You can see that with a single property, the roughness, you can control, in 
a physically plausible way, several of the legacy CG properties which are 
all numerically controled so the reflectance is always energy conserving and 
thus plausible. For anisotropic material, you would have two roughness 
properties. This is a much simplified model for users to control. Its 
control is always consisitent and it becomes intuitive very quickly.

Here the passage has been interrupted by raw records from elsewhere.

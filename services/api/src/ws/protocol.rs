//! Defines the WebSocket message protocol between the browser client and the API server.
//!
//! The browser hosts the display, the camera, the face detector and the
//! speech synthesizer; the server drives them with [`ServerMessage`]s and
//! hears back through [`ClientMessage`]s.

use affect_tutor_core::{
    FaceBox, TutorEvent, Utterance, UtteranceId, affect::detector::FaceObservation,
};
use serde::{Deserialize, Serialize};

/// Messages sent from the client (browser) to the server.
#[derive(Deserialize, Debug, Clone, PartialEq)]
#[serde(tag = "type", rename_all = "snake_case")]
pub enum ClientMessage {
    /// Chooses the subject to teach.
    Select { subject: String },
    /// Starts the lesson for the selected subject.
    Start,
    /// Stops the lesson.
    Stop,
    /// Stops the lesson and returns to subject selection.
    Back,
    /// The speech synthesizer finished (or abandoned) an utterance.
    SpeechEnded { utterance_id: UtteranceId },
    /// Reply to `load_models`.
    ModelsLoaded,
    ModelsFailed { reason: String },
    /// Reply to `acquire_camera`.
    CameraReady,
    CameraFailed { reason: String },
    /// Latest detector result for the current video frame.
    Observation(FaceObservation),
    /// The detector found no face in the current video frame.
    NoFace,
}

/// Messages sent from the server to the client (browser).
#[derive(Serialize, Deserialize, Debug, Clone, PartialEq)]
#[serde(tag = "type", rename_all = "snake_case")]
pub enum ServerMessage {
    /// Replaces the status line.
    Status { message: String },
    /// Replaces the lesson text.
    Lesson { text: String },
    /// Redraws the detection overlay; a missing face clears it.
    Detection { face: Option<FaceBox> },
    /// Speak this text, then reply with `speech_ended`.
    Speak {
        utterance_id: UtteranceId,
        text: String,
        lang: String,
        pitch: f32,
        rate: f32,
    },
    /// Cancel all queued and playing speech.
    CancelSpeech,
    /// Load the face and expression models, then reply.
    LoadModels,
    /// Open the camera, then reply.
    AcquireCamera,
    /// Stop the camera stream.
    ReleaseCamera,
    /// Reports a rejected request to the client.
    Error { message: String },
}

impl From<TutorEvent> for ServerMessage {
    fn from(event: TutorEvent) -> Self {
        match event {
            TutorEvent::Status(message) => ServerMessage::Status { message },
            TutorEvent::LessonText(text) => ServerMessage::Lesson { text },
            TutorEvent::Detection(face) => ServerMessage::Detection { face },
        }
    }
}

impl From<Utterance> for ServerMessage {
    fn from(utterance: Utterance) -> Self {
        ServerMessage::Speak {
            utterance_id: utterance.id,
            text: utterance.text,
            lang: utterance.lang.to_string(),
            pitch: utterance.params.pitch,
            rate: utterance.params.rate,
        }
    }
}

#[cfg(test)]
mod tests {
    use super::*;
    use affect_tutor_core::VoiceParameters;
    use serde_json::json;

    #[test]
    fn test_client_messages_parse_by_type_tag() {
        let select: ClientMessage =
            serde_json::from_str(r#"{"type":"select","subject":"adsa"}"#).unwrap();
        assert_eq!(
            select,
            ClientMessage::Select {
                subject: "adsa".to_string()
            }
        );

        let ended: ClientMessage =
            serde_json::from_str(r#"{"type":"speech_ended","utterance_id":7}"#).unwrap();
        assert_eq!(
            ended,
            ClientMessage::SpeechEnded {
                utterance_id: UtteranceId(7)
            }
        );

        let start: ClientMessage = serde_json::from_str(r#"{"type":"start"}"#).unwrap();
        assert_eq!(start, ClientMessage::Start);
    }

    #[test]
    fn test_observation_carries_scores_and_box() {
        let raw = json!({
            "type": "observation",
            "expressions": {"happy": 0.8, "sad": 0.1},
            "age": 12.0,
            "gender": "female",
            "box": {"x": 1.0, "y": 2.0, "width": 30.0, "height": 40.0}
        });
        let msg: ClientMessage = serde_json::from_value(raw).unwrap();
        let ClientMessage::Observation(observation) = msg else {
            panic!("expected an observation");
        };
        assert_eq!(observation.expressions.len(), 2);
        assert_eq!(observation.age, Some(12.0));
        assert_eq!(observation.face_box.map(|b| b.width), Some(30.0));
    }

    #[test]
    fn test_unknown_type_is_rejected() {
        assert!(serde_json::from_str::<ClientMessage>(r#"{"type":"dance"}"#).is_err());
    }

    #[test]
    fn test_speak_message_shape() {
        let utterance = Utterance {
            id: UtteranceId(3),
            text: "Hello".to_string(),
            lang: "en-US",
            params: VoiceParameters {
                pitch: 1.3,
                rate: 1.05,
            },
        };
        let value = serde_json::to_value(ServerMessage::from(utterance)).unwrap();
        assert_eq!(value["type"], "speak");
        assert_eq!(value["utterance_id"], 3);
        assert_eq!(value["lang"], "en-US");
        assert_eq!(value["text"], "Hello");
    }

    #[test]
    fn test_tutor_events_map_to_server_messages() {
        assert_eq!(
            ServerMessage::from(TutorEvent::Status("Waiting...".into())),
            ServerMessage::Status {
                message: "Waiting...".into()
            }
        );
        let cleared = serde_json::to_value(ServerMessage::from(TutorEvent::Detection(None))).unwrap();
        assert_eq!(cleared, json!({"type": "detection", "face": null}));
        let unit = serde_json::to_value(ServerMessage::CancelSpeech).unwrap();
        assert_eq!(unit, json!({"type": "cancel_speech"}));
    }
}
//! The camera-backed affect source.
//!
//! Setup loads the detector's models and then acquires the camera. Each
//! sample is one inference pass over the camera's current frame; the
//! strongest expression becomes the sample's emotion.

use super::{AffectSample, AffectSource, Emotion, Gender};
use crate::{
    error::SetupError,
    events::{EventSink, FaceBox},
};
use async_trait::async_trait;
use serde::{Deserialize, Serialize};
use std::{collections::HashMap, sync::Arc};
use tracing::{debug, error, info};

/// The result of one inference pass that found a face.
#[derive(Debug, Clone, Default, PartialEq, Serialize, Deserialize)]
pub struct FaceObservation {
    /// Expression label to score. Unknown labels are ignored.
    pub expressions: HashMap<String, f32>,
    #[serde(default)]
    pub age: Option<f32>,
    #[serde(default)]
    pub gender: Option<Gender>,
    #[serde(default, rename = "box")]
    pub face_box: Option<FaceBox>,
}

impl FaceObservation {
    /// Known expressions paired with their scores.
    pub fn scores(&self) -> impl Iterator<Item = (Emotion, f32)> + '_ {
        self.expressions
            .iter()
            .filter_map(|(label, score)| label.parse::<Emotion>().ok().map(|e| (e, *score)))
    }
}

/// A face and expression inference pipeline.
#[cfg_attr(test, mockall::automock)]
#[async_trait]
pub trait ExpressionDetector: Send + Sync {
    /// Loads model weights. Fails if the weight source is unreachable.
    async fn load_models(&self) -> anyhow::Result<()>;

    /// Runs one inference pass over the current frame. `None` means no face.
    async fn detect(&self) -> anyhow::Result<Option<FaceObservation>>;
}

/// The learner's camera.
#[cfg_attr(test, mockall::automock)]
#[async_trait]
pub trait Camera: Send + Sync {
    /// Opens the video stream. Fails on denied permission or a missing device.
    async fn acquire(&self) -> anyhow::Result<()>;

    /// Stops the video stream if one is open.
    async fn release(&self);
}

#[async_trait]
impl<T: ExpressionDetector + ?Sized> ExpressionDetector for Arc<T> {
    async fn load_models(&self) -> anyhow::Result<()> {
        (**self).load_models().await
    }

    async fn detect(&self) -> anyhow::Result<Option<FaceObservation>> {
        (**self).detect().await
    }
}

#[async_trait]
impl<T: Camera + ?Sized> Camera for Arc<T> {
    async fn acquire(&self) -> anyhow::Result<()> {
        (**self).acquire().await
    }

    async fn release(&self) {
        (**self).release().await
    }
}

/// Affect source driven by a real expression detector.
pub struct DetectorAffectSource<D, C> {
    detector: D,
    camera: C,
    overlay: EventSink,
}

impl<D, C> DetectorAffectSource<D, C>
where
    D: ExpressionDetector,
    C: Camera,
{
    pub fn new(detector: D, camera: C) -> Self {
        Self {
            detector,
            camera,
            overlay: EventSink::disconnected(),
        }
    }

    /// Routes detection boxes to a presentation overlay.
    pub fn with_overlay(mut self, overlay: EventSink) -> Self {
        self.overlay = overlay;
        self
    }

    fn sample_from(observation: &FaceObservation) -> AffectSample {
        let emotion = Emotion::dominant(observation.scores()).unwrap_or(Emotion::Neutral);
        let confidence = observation
            .scores()
            .filter(|(e, _)| *e == emotion)
            .map(|(_, score)| score)
            .next();

        let mut sample = AffectSample::new(emotion);
        if let Some(age) = observation.age {
            sample = sample.with_age(age);
        }
        sample.gender = observation.gender;
        sample.confidence = confidence;
        sample
    }
}

#[async_trait]
impl<D, C> AffectSource for DetectorAffectSource<D, C>
where
    D: ExpressionDetector,
    C: Camera,
{
    async fn prepare(&self, events: &EventSink) -> Result<(), SetupError> {
        events.status("Loading AI models...").await;
        if let Err(e) = self.detector.load_models().await {
            error!(error = ?e, "Model load failed");
            return Err(SetupError::ModelLoad(e.to_string()));
        }

        events.status("Models loaded. Starting camera...").await;
        if let Err(e) = self.camera.acquire().await {
            error!(error = ?e, "Camera acquisition failed");
            return Err(SetupError::Camera(e.to_string()));
        }

        info!("Detector ready");
        events.status("Camera started. Preparing lesson...").await;
        Ok(())
    }

    async fn sample(&self) -> anyhow::Result<AffectSample> {
        match self.detector.detect().await? {
            Some(observation) => {
                self.overlay.detection(observation.face_box).await;
                let sample = Self::sample_from(&observation);
                debug!(emotion = %sample.emotion, confidence = ?sample.confidence, "Face detected");
                Ok(sample)
            }
            None => {
                self.overlay.detection(None).await;
                debug!("No face detected");
                Ok(AffectSample::undetected())
            }
        }
    }

    async fn release(&self) {
        self.camera.release().await;
        // Leave no box drawn over a stopped stream.
        self.overlay.detection(None).await;
    }
}
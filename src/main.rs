#[macro_use]
extern crate clap;

use std::fs::File;
use std::io::{BufRead, BufReader};
use std::path::{Path, PathBuf};
use std::process;
use std::str::FromStr;

use clap::{Arg, ArgAction, ArgMatches, Command};
use log::{debug, error, info, LevelFilter};
use log4rs::{
    append::console::{ConsoleAppender, Target},
    config::{Appender, Config, Root},
    filter::threshold::ThresholdFilter,
};

use torrent_fmt::{configure_units, global, peer, Configuration, PluralForms};

struct Arguments {
    settings_file: Option<String>,
    mode: String,
    value: Option<String>,
    word: String,
}

fn parse_value<T: FromStr>(arguments: &Arguments) -> Result<T, String> {
    match &arguments.value {
        Some(value) => value
            .trim()
            .parse::<T>()
            .map_err(|_| format!("invalid value '{}' for mode {}", value, arguments.mode)),
        None => Err(format!("mode {} needs a value", arguments.mode)),
    }
}

fn run(arguments: Arguments) -> Result<Vec<String>, String> {
    if let Some(settings_file) = &arguments.settings_file {
        let configuration =
            Configuration::load(settings_file.as_str()).map_err(|why| why.to_string())?;
        configure_units(configuration);
    }

    let formatter = global();
    debug!("formatting in mode {}", arguments.mode);

    let output = match arguments.mode.as_str() {
        "size" => formatter.format_size(parse_value(&arguments)?),
        "memory" => formatter.format_memory(parse_value(&arguments)?),
        "speed" => formatter.format_speed_kbps(parse_value(&arguments)?),
        "speed-bps" => formatter.format_speed_bps(parse_value(&arguments)?),
        "ratio" => formatter.format_ratio(parse_value(&arguments)?),
        "percent" => formatter.format_percent(parse_value(&arguments)?),
        "interval" => formatter.format_time_interval(parse_value(&arguments)?),
        "timestamp" => formatter.format_timestamp(parse_value(&arguments)?),
        "count" => {
            let forms = PluralForms::english(
                arguments.word.as_str(),
                format!("{}s", arguments.word),
            );
            formatter.count_string(parse_value(&arguments)?, &forms)
        }
        "peer" => {
            let flags: String = parse_value(&arguments)?;
            return Ok(peer::describe(&flags));
        }
        "units" => {
            return Ok(formatter
                .configuration()
                .unit_dictionary()
                .into_iter()
                .map(|(kind, base, labels)| format!("{}: {} {}", kind, base, labels.join(" ")))
                .collect());
        }
        mode => {
            return Err(format!("invalid mode: {}", mode));
        }
    };

    Ok(vec![output])
}

fn main() {
    let matches = build_command().get_matches();

    let level = if matches.get_flag("verbose") {
        LevelFilter::Debug
    } else {
        LevelFilter::Info
    };
    let stderr = ConsoleAppender::builder().target(Target::Stderr).build();

    let config = Config::builder()
        .appender(
            Appender::builder()
                .filter(Box::new(ThresholdFilter::new(level)))
                .build("stderr", Box::new(stderr)),
        )
        .build(Root::builder().appender("stderr").build(level));
    match config {
        Ok(config) => {
            if let Err(why) = log4rs::init_config(config) {
                eprintln!("unable to initialize logging: {}", why);
            }
        }
        Err(why) => eprintln!("invalid logging configuration: {}", why),
    }

    let arguments = get_arguments(&matches);
    match run(arguments) {
        Ok(lines) => {
            for line in lines {
                println!("{}", line);
            }
        }
        Err(why) => {
            error!("{}", why);
            process::exit(1);
        }
    }
}

fn build_command() -> Command {
    Command::new("torrent-fmt")
        .version(crate_version!())
        .author(crate_authors!())
        .about("Formats torrent transfer statistics the way the client UI shows them.")
        .arg(
            Arg::new("settings-file")
                .short('s')
                .long("settings-file")
                .value_name("FILE")
                .help("XML file with unit tables and localized strings"),
        )
        .arg(
            Arg::new("config")
                .short('c')
                .long("config")
                .value_name("FILE")
                .help("Specify a config file from where to read settings"),
        )
        .arg(
            Arg::new("mode")
                .short('m')
                .long("mode")
                .value_name("MODE")
                .help("size (default), memory, speed, speed-bps, ratio, percent, interval, timestamp, count, peer or units"),
        )
        .arg(
            Arg::new("word")
                .short('w')
                .long("word")
                .value_name("WORD")
                .default_value("torrent")
                .help("The counted noun for mode count"),
        )
        .arg(
            Arg::new("verbose")
                .short('v')
                .long("verbose")
                .action(ArgAction::SetTrue)
                .help("Log debug output"),
        )
        .arg(
            Arg::new("value")
                .value_name("VALUE")
                .allow_negative_numbers(true)
                .help("The raw number (or peer flags) to format"),
        )
}

fn get_arguments(matches: &ArgMatches) -> Arguments {
    let home_dir = dirs::home_dir()
        .unwrap_or(PathBuf::from("~"))
        .to_string_lossy()
        .into_owned();
    let config_file_name = match matches.get_one::<String>("config") {
        Some(file) => {
            let normalized_file = file.replace("~", &home_dir);
            if !Path::new(&normalized_file).exists() {
                error!("config file doesn't exists.");
                process::exit(1);
            };
            Some(normalized_file)
        }
        None => {
            let normalized = "~/torrent-fmt.conf".replace("~", &home_dir);
            if Path::new("torrent-fmt.conf").exists() {
                Some(String::from("torrent-fmt.conf"))
            } else if Path::new(normalized.as_str()).exists() {
                Some(normalized)
            } else if Path::new("/etc/torrent-fmt.conf").exists() {
                Some(String::from("/etc/torrent-fmt.conf"))
            } else {
                None
            }
        }
    };

    let mut settings_file = None;
    let mut mode = String::from("size");

    if let Some(file_name) = config_file_name {
        info!("read setting from {}", file_name);
        if let Ok(file) = File::open(file_name) {
            let buffer = BufReader::new(&file);
            for l in buffer.lines().map_while(Result::ok) {
                let position_of_equal_sign = match l.find('=') {
                    Some(position) => position,
                    None => continue,
                };
                let key = l[..position_of_equal_sign].trim();
                let value = l[(position_of_equal_sign + 1)..].trim().to_string();

                match key {
                    "settings_file" => {
                        settings_file = Some(value);
                    }
                    "mode" => {
                        mode = value;
                    }
                    _ => (),
                }
            }
        }
    }

    if let Some(file) = matches.get_one::<String>("settings-file") {
        settings_file = Some(file.to_string());
    }
    if let Some(value) = matches.get_one::<String>("mode") {
        mode = value.to_string();
    }

    Arguments {
        settings_file,
        mode,
        value: matches.get_one::<String>("value").cloned(),
        word: matches
            .get_one::<String>("word")
            .cloned()
            .unwrap_or_else(|| String::from("torrent")),
    }
}
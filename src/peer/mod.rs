/// What a letter in a peer's flag string means.
pub fn explain(flag: char) -> Option<&'static str> {
    match flag {
        'O' => Some("Optimistic unchoke"),
        'D' => Some("Downloading from this peer"),
        'd' => Some("We would download from this peer if they'd let us"),
        'U' => Some("Uploading to peer"),
        'u' => Some("We would upload to this peer if they'd ask"),
        'K' => Some("Peer has unchoked us, but we're not interested"),
        '?' => Some("We unchoked this peer, but they're not interested"),
        'E' => Some("Encrypted Connection"),
        'H' => Some("Peer was discovered through Distributed Hash Table (DHT)"),
        'X' => Some("Peer was discovered through Peer Exchange (PEX)"),
        'I' => Some("Peer is an incoming connection"),
        'T' => Some("Peer is connected via uTP"),
        _ => None,
    }
}

/// One entry per flag: `"D: Downloading from this peer"`, or just the flag
/// when it has no known meaning.
pub fn describe(flags: &str) -> Vec<String> {
    flags
        .chars()
        .map(|flag| match explain(flag) {
            Some(explanation) => format!("{}: {}", flag, explanation),
            None => flag.to_string(),
        })
        .collect()
}
/// Decimal digits a double carries reliably (C's `DBL_DIG`).
const DOUBLE_DIGITS: usize = 15;

/// Renders `value` with exactly `places` fraction digits, dropping the rest
/// instead of rounding it.
///
/// The value is first printed with 15 fraction digits and then cut, so
/// binary representation noise doesn't leak through: `2.05` stays `2.05`
/// even though the closest double is slightly below it.
pub fn to_trunc_fixed(value: f64, places: usize) -> String {
    if !value.is_finite() {
        return format!("{}", value);
    }

    let full = format!("{:.prec$}", value, prec = DOUBLE_DIGITS);
    match full.find('.') {
        Some(position) => {
            let end = if places == 0 {
                position
            } else {
                position + 1 + places.min(DOUBLE_DIGITS)
            };
            let cut = &full[..end];
            match cut.parse::<f64>() {
                // the 15 digit print rounded up across a digit boundary
                Ok(shown) if shown.abs() > value.abs() => {
                    let scale = 10f64.powi(places.min(DOUBLE_DIGITS) as i32);
                    format!("{:.prec$}", (value * scale).trunc() / scale, prec = places)
                }
                _ => cut.to_string(),
            }
        }
        None => full,
    }
}

/// Inserts `separator` between groups of three digits.
pub fn group_thousands(value: i64, separator: &str) -> String {
    let digits = value.unsigned_abs().to_string();
    let mut grouped = String::with_capacity(digits.len() + digits.len() / 3 * separator.len());
    for (i, ch) in digits.chars().enumerate() {
        if i > 0 && (digits.len() - i) % 3 == 0 {
            grouped.push_str(separator);
        }
        grouped.push(ch);
    }

    if value < 0 {
        format!("-{}", grouped)
    } else {
        grouped
    }
}
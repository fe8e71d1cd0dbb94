use regex::Regex;

#[derive(Clone, Copy, Debug, PartialEq, Eq, Hash)]
pub enum PluralCategory {
    Zero,
    One,
    Two,
    Few,
    Many,
    Other,
}

/// CLDR cardinal plural rules for integer counts, grouped by the locale
/// families that share them.
#[derive(Clone, Copy, Debug, PartialEq, Eq)]
pub enum PluralRule {
    /// en, de, nl, sv, it, es, ...: one for 1.
    OneOther,
    /// fr, pt-BR: one for 0 and 1.
    ZeroOneOther,
    /// ru, uk, be
    EastSlavic,
    Polish,
    CzechSlovak,
    Arabic,
    /// ja, zh, ko, vi, th, ...: a single form.
    NoPlural,
}

impl PluralRule {
    pub fn for_locale(tag: &str) -> PluralRule {
        lazy_static! {
            static ref REGEX_LOCALE: Regex =
                Regex::new(r"^([A-Za-z]{2,3})(?:[-_]([A-Za-z]{2}|[0-9]{3}))?").unwrap();
        }

        let captures = match REGEX_LOCALE.captures(tag.trim()) {
            Some(captures) => captures,
            None => return PluralRule::OneOther,
        };
        let language = captures[1].to_ascii_lowercase();
        let region = captures
            .get(2)
            .map(|region| region.as_str().to_ascii_uppercase());

        match language.as_str() {
            "fr" | "ff" | "kab" => PluralRule::ZeroOneOther,
            "pt" if region.as_deref() == Some("BR") => PluralRule::ZeroOneOther,
            "ru" | "uk" | "be" => PluralRule::EastSlavic,
            "pl" => PluralRule::Polish,
            "cs" | "sk" => PluralRule::CzechSlovak,
            "ar" => PluralRule::Arabic,
            "ja" | "zh" | "ko" | "vi" | "th" | "id" | "ms" | "lo" | "my" | "km" | "tr" => {
                PluralRule::NoPlural
            }
            _ => PluralRule::OneOther,
        }
    }

    pub fn category(&self, n: u64) -> PluralCategory {
        let mod10 = n % 10;
        let mod100 = n % 100;

        match self {
            PluralRule::OneOther => {
                if n == 1 {
                    PluralCategory::One
                } else {
                    PluralCategory::Other
                }
            }
            PluralRule::ZeroOneOther => {
                if n <= 1 {
                    PluralCategory::One
                } else {
                    PluralCategory::Other
                }
            }
            PluralRule::EastSlavic => {
                if mod10 == 1 && mod100 != 11 {
                    PluralCategory::One
                } else if (2..=4).contains(&mod10) && !(12..=14).contains(&mod100) {
                    PluralCategory::Few
                } else {
                    PluralCategory::Many
                }
            }
            PluralRule::Polish => {
                if n == 1 {
                    PluralCategory::One
                } else if (2..=4).contains(&mod10) && !(12..=14).contains(&mod100) {
                    PluralCategory::Few
                } else {
                    PluralCategory::Many
                }
            }
            PluralRule::CzechSlovak => match n {
                1 => PluralCategory::One,
                2..=4 => PluralCategory::Few,
                _ => PluralCategory::Other,
            },
            PluralRule::Arabic => match n {
                0 => PluralCategory::Zero,
                1 => PluralCategory::One,
                2 => PluralCategory::Two,
                _ if (3..=10).contains(&mod100) => PluralCategory::Few,
                _ if (11..=99).contains(&mod100) => PluralCategory::Many,
                _ => PluralCategory::Other,
            },
            PluralRule::NoPlural => PluralCategory::Other,
        }
    }
}

/// The word forms of one message, one per plural category. Categories
/// without a form use the `other` form.
#[derive(Clone, Debug, PartialEq)]
pub struct PluralForms {
    zero: Option<String>,
    one: Option<String>,
    two: Option<String>,
    few: Option<String>,
    many: Option<String>,
    other: String,
}

impl PluralForms {
    pub fn new(other: impl Into<String>) -> PluralForms {
        PluralForms {
            zero: None,
            one: None,
            two: None,
            few: None,
            many: None,
            other: other.into(),
        }
    }

    /// The usual English pair of singular and plural.
    pub fn english(singular: impl Into<String>, plural: impl Into<String>) -> PluralForms {
        PluralForms::new(plural).one(singular)
    }

    pub fn zero(mut self, form: impl Into<String>) -> Self {
        self.zero = Some(form.into());
        self
    }

    pub fn one(mut self, form: impl Into<String>) -> Self {
        self.one = Some(form.into());
        self
    }

    pub fn two(mut self, form: impl Into<String>) -> Self {
        self.two = Some(form.into());
        self
    }

    pub fn few(mut self, form: impl Into<String>) -> Self {
        self.few = Some(form.into());
        self
    }

    pub fn many(mut self, form: impl Into<String>) -> Self {
        self.many = Some(form.into());
        self
    }

    pub fn get(&self, category: PluralCategory) -> &str {
        let form = match category {
            PluralCategory::Zero => &self.zero,
            PluralCategory::One => &self.one,
            PluralCategory::Two => &self.two,
            PluralCategory::Few => &self.few,
            PluralCategory::Many => &self.many,
            PluralCategory::Other => return &self.other,
        };
        form.as_deref().unwrap_or(&self.other)
    }
}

A more general concept to the BRDF is the BSDF. This covers material that is 
reflective and/or transmissive. The more recent BRDF papers are focused on 
multiple layer materials. Once you have your BSDF system in place, you can 
achieve the look of a large bunch of man made materials through layers of 
BSDF. This is at the same time extremely powerfull and very simple and 
intuitive to ajdust.

Concerning implementation documentation, I would direct you to the book 
"Physically Based Rendering" by Pharr and Humphrey, also known as PBRT. I 
would not suggest implementing the code in there because it is designed to 
be easily understandable but is far from optimized, and also, I find the 
implementation overly complex. There is no need for such a complexity. But 
you get to see the actual code that implements the concepts. And you get to 
see how BRDFs are designed to be used. There is no other place that I know 
of where you can see the full implementation of the BRDF/BSDF concept like 
this one.

Another book I would recommend is "Realistic Image Synthesis Using Photon 
Mapping" by Jensen. The first part of the book that covers the fundamental 
concepts up to page 66, even if you don't plan to implement a photon mapping 
algorithm, is well worth reading IMO.

Other papers I would recommend (and you can find on the web) are:
"Arbitrarily Layered Micro-Facets Surfaces" By Weidlick and Wilkie, 2007. 
Start with this paper to get a good idea of what this is about. It is fairly 
recent and have very good examples.
"Distribution Based BRDFs" by Ashikhmin and Premoze, 2007
"A Simple Layered RGB BRDF Model" by Granier and Heidrich, 2003
"A Microfacet Based Coupled Specular-Matte BRDF Model with Importance 
Sampling" by Kelemen and Szirmay-Kalos, 2001. Szirmay-Kalos papers are 
generally too theoretical for my taste but this paper gives a hint of the 
work by this group.
"A Practicioners' Assessment of Light Reflection Models" by Shirley, Hu, 
Smits, Lafortune 1997.
"A Coupled Matte-Specular Reflection Model" by Shirley, Hu, Lafortune, 
Blocksom, 1997
"An Inexpensive BRDF Model for Physically-Based Rendering" by Schlick, 1994. 
He shows a very simple scheme for automatically balancing the diffuse, 
specular and mirror factors from the roughness property and also gives the 
warping equations for importance sampling the BRDF. This is an important 
"A Comprehensive Physical Model for Light Reflection" by He, Torrance, 
Sillion, Greenberg, 1991

If you start with those papers and follow the threads from the 
bibliographies, you should have a wide coverage os the topic.

Sorry for not being more specific with my explanations. I can only provide 
public references because I'm under a NDA with my employer.